• Description of the task
In how many lines of the data does the word "AlreadyExists" appear? Give the number by itself.

____ Data for the task

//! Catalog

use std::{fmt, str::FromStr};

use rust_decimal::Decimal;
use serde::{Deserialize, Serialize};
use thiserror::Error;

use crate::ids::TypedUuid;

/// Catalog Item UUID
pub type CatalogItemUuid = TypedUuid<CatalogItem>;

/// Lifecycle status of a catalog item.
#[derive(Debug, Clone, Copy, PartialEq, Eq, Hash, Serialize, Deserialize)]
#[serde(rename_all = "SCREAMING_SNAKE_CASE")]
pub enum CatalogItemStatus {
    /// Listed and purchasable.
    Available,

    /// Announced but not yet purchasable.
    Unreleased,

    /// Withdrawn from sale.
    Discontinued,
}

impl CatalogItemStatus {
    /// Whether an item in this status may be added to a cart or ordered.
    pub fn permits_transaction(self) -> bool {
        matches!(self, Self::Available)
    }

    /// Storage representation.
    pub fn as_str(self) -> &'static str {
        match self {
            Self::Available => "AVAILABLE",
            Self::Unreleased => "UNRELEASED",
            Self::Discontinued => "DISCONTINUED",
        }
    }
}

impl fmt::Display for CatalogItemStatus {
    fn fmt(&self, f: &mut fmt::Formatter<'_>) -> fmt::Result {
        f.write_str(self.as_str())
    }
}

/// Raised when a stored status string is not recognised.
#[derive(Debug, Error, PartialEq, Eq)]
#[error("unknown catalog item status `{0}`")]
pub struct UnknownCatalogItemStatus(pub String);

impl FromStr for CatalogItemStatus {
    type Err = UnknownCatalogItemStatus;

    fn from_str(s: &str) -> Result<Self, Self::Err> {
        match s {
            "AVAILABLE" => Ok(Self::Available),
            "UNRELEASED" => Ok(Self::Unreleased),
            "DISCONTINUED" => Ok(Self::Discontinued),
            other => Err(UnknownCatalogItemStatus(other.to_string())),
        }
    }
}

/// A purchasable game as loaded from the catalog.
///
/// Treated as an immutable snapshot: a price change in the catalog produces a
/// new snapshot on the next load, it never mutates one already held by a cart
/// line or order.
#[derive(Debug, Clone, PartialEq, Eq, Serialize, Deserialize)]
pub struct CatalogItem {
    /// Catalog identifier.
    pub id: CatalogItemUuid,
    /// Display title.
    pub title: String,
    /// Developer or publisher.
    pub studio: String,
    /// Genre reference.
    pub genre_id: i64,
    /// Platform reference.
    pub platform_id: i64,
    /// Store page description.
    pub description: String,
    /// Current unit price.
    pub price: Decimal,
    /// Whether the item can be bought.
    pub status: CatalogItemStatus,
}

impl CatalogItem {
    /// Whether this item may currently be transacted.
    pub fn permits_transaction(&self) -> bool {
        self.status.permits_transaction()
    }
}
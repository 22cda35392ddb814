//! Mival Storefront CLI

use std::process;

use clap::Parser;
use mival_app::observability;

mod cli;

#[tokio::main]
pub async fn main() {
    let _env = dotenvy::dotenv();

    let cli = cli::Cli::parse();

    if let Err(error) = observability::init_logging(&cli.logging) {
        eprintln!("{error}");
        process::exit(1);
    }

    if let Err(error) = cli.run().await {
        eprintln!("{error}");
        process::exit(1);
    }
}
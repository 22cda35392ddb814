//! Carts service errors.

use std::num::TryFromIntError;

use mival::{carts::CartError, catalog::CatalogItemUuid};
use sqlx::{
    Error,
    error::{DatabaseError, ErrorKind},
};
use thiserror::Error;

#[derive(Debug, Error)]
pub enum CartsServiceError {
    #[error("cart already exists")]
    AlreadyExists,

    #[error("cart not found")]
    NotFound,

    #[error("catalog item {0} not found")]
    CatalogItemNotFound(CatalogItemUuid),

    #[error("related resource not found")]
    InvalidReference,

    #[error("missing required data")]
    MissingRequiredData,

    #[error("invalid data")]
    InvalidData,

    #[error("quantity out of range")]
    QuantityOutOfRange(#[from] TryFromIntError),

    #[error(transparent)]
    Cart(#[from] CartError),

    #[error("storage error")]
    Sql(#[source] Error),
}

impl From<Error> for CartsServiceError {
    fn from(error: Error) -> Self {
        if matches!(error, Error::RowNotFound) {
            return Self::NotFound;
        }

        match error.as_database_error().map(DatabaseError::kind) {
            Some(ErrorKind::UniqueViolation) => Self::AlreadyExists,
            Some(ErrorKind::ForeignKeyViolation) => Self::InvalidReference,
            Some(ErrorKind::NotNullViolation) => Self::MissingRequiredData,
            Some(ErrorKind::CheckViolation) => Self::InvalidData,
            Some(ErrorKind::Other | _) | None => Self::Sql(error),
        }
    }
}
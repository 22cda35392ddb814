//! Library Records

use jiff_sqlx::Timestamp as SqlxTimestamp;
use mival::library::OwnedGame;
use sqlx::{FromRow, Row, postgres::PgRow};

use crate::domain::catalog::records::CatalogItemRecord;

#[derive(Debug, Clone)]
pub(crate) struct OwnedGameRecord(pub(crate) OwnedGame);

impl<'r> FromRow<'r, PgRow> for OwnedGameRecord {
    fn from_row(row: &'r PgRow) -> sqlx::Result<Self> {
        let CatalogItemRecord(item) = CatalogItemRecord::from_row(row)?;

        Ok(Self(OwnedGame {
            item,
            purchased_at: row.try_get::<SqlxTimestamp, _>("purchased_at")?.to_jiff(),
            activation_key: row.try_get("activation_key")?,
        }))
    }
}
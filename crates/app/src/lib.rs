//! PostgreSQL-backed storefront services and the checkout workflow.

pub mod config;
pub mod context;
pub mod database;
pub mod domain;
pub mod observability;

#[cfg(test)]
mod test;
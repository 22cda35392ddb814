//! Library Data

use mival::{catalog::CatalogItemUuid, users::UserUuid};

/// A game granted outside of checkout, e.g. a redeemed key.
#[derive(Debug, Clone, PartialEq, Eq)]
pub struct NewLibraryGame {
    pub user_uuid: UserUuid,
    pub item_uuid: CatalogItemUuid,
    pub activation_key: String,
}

________

• Task output
2